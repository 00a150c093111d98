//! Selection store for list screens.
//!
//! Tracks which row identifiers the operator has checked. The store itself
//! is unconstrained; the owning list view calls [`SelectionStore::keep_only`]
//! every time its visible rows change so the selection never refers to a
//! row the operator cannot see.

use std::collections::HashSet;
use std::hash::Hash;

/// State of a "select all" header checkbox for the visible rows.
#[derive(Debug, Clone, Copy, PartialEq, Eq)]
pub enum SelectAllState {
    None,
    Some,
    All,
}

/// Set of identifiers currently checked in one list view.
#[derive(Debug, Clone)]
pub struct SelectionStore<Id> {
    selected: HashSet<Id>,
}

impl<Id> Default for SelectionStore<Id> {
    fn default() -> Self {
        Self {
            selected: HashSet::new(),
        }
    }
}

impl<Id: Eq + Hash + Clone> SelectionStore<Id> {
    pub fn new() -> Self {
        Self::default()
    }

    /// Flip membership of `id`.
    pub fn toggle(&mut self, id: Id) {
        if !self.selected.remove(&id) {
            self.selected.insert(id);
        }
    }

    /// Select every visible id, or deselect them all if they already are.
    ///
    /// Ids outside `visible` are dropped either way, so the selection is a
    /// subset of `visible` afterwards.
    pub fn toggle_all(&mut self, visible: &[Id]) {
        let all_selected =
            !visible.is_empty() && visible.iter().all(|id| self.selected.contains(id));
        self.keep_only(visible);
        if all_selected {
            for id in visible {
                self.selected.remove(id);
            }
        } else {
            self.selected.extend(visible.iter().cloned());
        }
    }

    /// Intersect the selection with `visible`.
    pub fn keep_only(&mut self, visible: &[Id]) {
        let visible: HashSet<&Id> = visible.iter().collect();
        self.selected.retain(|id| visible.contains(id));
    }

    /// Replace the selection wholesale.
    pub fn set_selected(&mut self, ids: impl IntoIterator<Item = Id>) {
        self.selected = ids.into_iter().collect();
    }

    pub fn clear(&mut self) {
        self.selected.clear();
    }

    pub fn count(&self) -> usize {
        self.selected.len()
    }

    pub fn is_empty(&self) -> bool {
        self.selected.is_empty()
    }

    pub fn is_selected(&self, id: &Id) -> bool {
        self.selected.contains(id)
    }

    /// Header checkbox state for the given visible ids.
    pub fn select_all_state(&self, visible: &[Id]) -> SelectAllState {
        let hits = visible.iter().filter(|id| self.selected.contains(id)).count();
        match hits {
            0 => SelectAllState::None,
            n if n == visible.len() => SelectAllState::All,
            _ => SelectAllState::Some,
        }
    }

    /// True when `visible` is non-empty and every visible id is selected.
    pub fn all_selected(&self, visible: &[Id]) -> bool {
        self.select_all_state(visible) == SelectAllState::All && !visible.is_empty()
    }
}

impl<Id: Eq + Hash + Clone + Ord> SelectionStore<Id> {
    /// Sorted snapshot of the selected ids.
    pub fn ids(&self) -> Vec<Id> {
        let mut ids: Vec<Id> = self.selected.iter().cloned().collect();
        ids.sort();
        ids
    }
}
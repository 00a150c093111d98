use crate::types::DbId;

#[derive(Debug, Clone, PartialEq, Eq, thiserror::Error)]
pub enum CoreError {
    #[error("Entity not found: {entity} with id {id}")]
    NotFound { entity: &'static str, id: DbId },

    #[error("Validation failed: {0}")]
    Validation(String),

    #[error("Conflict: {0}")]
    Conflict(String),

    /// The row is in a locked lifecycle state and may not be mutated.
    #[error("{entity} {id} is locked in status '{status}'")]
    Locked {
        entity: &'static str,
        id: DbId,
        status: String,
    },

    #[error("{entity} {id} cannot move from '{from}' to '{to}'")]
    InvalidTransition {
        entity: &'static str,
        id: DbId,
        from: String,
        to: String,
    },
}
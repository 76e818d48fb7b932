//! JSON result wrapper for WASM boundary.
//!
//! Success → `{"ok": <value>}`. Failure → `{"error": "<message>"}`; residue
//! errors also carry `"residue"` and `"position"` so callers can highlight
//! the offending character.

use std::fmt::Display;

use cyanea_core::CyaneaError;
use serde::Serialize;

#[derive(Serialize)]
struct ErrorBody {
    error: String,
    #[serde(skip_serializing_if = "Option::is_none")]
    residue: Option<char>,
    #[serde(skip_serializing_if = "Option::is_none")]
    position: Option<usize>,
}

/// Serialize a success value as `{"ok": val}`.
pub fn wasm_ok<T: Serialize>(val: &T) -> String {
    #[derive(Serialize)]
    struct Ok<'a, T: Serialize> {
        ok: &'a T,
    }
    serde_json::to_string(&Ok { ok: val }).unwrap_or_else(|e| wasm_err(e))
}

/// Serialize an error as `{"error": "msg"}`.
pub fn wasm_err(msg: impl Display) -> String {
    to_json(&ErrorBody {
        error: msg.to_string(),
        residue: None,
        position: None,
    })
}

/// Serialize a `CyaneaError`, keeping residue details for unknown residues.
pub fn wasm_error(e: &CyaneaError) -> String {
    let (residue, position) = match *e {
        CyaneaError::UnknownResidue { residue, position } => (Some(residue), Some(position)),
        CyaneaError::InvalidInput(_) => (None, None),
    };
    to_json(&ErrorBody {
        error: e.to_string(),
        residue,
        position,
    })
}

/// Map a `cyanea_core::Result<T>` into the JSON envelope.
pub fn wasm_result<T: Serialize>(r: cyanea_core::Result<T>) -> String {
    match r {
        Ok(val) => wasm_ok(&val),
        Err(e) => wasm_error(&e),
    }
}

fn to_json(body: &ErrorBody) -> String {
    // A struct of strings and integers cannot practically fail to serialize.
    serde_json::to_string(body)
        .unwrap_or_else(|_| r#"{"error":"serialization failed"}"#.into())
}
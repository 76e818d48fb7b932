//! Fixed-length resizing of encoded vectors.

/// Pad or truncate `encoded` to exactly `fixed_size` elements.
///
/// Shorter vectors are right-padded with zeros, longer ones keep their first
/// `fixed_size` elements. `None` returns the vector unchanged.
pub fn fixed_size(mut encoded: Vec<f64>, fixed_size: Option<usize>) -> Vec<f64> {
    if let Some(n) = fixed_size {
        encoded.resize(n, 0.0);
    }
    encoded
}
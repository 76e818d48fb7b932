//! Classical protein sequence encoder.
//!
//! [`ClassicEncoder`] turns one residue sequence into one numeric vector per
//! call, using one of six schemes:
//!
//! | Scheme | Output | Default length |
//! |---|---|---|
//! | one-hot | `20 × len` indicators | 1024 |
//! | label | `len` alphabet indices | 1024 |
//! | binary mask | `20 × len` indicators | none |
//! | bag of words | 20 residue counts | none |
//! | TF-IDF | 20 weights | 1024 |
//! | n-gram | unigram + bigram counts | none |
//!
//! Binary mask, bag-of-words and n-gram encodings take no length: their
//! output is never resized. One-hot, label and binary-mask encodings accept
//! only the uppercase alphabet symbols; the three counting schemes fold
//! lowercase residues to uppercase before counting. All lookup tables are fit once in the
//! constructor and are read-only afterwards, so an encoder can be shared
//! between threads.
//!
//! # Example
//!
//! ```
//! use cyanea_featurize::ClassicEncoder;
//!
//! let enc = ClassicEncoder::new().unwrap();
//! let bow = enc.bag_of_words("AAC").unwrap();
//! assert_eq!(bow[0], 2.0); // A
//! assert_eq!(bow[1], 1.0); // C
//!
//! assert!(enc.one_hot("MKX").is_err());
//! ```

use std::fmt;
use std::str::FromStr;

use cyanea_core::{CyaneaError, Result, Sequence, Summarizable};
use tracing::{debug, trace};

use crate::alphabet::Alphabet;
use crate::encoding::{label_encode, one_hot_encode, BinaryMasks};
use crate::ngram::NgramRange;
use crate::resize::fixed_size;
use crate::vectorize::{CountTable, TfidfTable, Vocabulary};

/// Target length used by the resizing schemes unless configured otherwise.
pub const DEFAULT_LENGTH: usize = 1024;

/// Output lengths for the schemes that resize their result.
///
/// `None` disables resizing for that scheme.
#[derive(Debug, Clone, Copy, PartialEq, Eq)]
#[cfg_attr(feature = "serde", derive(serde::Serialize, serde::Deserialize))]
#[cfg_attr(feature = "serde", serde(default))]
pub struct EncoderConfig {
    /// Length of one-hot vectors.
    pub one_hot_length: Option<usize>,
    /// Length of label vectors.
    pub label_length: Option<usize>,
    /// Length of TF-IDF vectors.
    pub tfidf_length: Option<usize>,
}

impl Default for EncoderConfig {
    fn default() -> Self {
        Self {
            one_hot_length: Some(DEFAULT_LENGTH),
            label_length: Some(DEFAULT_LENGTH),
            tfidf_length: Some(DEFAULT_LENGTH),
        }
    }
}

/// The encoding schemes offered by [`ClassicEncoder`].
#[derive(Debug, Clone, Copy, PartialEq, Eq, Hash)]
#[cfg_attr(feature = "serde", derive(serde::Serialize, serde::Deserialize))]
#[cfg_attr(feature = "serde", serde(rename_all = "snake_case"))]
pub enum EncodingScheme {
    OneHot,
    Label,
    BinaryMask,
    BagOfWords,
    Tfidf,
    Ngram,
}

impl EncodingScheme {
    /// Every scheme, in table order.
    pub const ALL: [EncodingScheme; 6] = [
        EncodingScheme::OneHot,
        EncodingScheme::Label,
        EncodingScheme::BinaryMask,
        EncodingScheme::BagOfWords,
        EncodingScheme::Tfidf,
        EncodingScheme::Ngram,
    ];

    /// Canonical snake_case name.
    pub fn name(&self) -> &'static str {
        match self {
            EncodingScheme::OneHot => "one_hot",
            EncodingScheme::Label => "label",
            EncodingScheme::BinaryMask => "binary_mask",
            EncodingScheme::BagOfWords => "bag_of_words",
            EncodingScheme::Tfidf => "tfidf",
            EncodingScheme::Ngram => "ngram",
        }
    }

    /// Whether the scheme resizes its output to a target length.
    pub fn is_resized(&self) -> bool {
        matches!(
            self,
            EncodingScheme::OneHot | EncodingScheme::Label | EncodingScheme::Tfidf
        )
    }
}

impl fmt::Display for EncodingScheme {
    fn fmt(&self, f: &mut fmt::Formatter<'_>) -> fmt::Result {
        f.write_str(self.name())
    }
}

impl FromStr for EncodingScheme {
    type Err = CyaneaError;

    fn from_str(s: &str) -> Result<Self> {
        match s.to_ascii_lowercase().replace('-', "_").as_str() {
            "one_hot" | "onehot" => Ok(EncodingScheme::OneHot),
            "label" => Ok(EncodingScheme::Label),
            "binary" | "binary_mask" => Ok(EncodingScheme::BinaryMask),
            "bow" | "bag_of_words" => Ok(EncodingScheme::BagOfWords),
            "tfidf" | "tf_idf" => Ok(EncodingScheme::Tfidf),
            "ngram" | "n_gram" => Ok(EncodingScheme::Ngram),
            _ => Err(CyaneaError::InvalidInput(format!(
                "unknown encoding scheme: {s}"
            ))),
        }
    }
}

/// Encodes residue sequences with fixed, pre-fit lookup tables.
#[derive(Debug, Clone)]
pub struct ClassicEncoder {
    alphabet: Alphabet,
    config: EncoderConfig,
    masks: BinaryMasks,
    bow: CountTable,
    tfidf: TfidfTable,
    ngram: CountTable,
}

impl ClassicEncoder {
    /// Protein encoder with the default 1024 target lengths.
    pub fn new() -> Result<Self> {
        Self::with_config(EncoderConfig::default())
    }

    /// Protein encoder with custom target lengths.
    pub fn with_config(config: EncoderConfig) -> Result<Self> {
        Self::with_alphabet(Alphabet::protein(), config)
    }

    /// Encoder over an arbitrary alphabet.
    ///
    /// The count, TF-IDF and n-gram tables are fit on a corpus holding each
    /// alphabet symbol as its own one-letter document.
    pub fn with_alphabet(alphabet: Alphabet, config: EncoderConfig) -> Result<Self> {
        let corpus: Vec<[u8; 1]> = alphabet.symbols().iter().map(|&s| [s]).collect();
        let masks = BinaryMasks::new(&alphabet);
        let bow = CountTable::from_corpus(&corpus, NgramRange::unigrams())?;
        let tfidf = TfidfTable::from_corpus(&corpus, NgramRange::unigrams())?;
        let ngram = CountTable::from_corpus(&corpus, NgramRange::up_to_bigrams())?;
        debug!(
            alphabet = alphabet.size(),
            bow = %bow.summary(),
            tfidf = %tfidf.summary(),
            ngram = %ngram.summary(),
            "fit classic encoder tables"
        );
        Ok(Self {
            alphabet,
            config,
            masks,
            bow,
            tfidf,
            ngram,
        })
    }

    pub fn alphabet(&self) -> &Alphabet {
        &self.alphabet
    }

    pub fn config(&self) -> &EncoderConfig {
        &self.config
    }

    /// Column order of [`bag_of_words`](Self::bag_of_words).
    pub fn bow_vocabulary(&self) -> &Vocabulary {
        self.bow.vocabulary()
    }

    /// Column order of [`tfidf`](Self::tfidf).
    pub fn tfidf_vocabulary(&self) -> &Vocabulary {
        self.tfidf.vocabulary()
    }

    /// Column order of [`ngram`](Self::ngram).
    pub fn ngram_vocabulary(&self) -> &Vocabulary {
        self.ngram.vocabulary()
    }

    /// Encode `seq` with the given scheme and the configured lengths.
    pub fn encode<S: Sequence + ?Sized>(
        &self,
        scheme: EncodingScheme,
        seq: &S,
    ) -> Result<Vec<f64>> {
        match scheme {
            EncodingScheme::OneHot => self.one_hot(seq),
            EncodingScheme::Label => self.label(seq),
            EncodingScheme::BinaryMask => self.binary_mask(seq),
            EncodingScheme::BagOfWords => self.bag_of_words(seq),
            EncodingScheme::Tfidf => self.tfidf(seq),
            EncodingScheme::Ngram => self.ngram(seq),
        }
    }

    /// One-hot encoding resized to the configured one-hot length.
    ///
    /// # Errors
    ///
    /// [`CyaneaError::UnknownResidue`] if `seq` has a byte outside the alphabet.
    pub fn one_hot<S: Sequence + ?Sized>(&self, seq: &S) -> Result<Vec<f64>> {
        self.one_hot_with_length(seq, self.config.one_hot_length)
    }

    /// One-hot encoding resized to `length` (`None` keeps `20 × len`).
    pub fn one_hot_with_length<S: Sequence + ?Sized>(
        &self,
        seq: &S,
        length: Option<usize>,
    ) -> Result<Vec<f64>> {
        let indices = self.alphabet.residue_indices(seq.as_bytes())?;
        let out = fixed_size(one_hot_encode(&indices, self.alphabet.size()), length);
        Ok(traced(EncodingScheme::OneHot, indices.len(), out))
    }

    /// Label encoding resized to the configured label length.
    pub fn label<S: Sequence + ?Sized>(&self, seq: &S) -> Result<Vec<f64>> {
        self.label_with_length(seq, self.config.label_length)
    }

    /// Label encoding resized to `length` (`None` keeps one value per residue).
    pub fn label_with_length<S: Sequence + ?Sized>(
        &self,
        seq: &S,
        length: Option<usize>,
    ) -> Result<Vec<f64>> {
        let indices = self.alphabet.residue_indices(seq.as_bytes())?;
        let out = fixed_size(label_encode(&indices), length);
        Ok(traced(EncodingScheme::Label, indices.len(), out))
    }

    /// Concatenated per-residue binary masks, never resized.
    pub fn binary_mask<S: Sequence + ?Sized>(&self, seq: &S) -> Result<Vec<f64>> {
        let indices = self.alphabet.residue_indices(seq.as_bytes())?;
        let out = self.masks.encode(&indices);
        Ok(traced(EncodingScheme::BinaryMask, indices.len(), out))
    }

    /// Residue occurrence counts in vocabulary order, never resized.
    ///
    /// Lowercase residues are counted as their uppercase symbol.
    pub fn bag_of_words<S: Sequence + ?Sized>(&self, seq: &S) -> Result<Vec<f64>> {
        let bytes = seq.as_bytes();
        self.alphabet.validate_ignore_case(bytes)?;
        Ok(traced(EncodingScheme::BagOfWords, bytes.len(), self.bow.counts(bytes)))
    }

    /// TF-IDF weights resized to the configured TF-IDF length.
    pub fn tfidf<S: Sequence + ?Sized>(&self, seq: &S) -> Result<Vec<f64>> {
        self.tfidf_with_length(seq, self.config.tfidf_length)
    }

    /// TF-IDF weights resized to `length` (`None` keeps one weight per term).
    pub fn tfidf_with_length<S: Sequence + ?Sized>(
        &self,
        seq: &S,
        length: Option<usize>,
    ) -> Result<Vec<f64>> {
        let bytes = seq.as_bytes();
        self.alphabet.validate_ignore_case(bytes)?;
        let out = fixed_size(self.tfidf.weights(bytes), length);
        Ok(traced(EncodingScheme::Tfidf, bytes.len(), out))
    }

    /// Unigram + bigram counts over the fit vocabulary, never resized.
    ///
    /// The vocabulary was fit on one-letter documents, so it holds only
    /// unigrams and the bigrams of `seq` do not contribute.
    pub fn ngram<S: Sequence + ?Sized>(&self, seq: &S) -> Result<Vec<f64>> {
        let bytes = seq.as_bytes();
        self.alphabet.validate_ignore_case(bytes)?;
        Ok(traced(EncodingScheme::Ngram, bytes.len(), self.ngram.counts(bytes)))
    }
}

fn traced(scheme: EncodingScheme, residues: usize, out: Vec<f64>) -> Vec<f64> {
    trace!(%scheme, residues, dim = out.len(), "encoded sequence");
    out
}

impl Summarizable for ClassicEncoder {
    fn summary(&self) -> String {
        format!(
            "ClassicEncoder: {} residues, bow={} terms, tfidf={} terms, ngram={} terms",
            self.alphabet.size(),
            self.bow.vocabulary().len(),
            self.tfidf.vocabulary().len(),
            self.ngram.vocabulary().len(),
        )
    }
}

◆ What is needed: Please return a copy of each line in the entries that has the string "SelectionStore".

◆ Problem solution:
//! is unconstrained; the owning list view calls [`SelectionStore::keep_only`]
pub struct SelectionStore<Id> {
impl<Id> Default for SelectionStore<Id> {
impl<Id: Eq + Hash + Clone> SelectionStore<Id> {
impl<Id: Eq + Hash + Clone + Ord> SelectionStore<Id> {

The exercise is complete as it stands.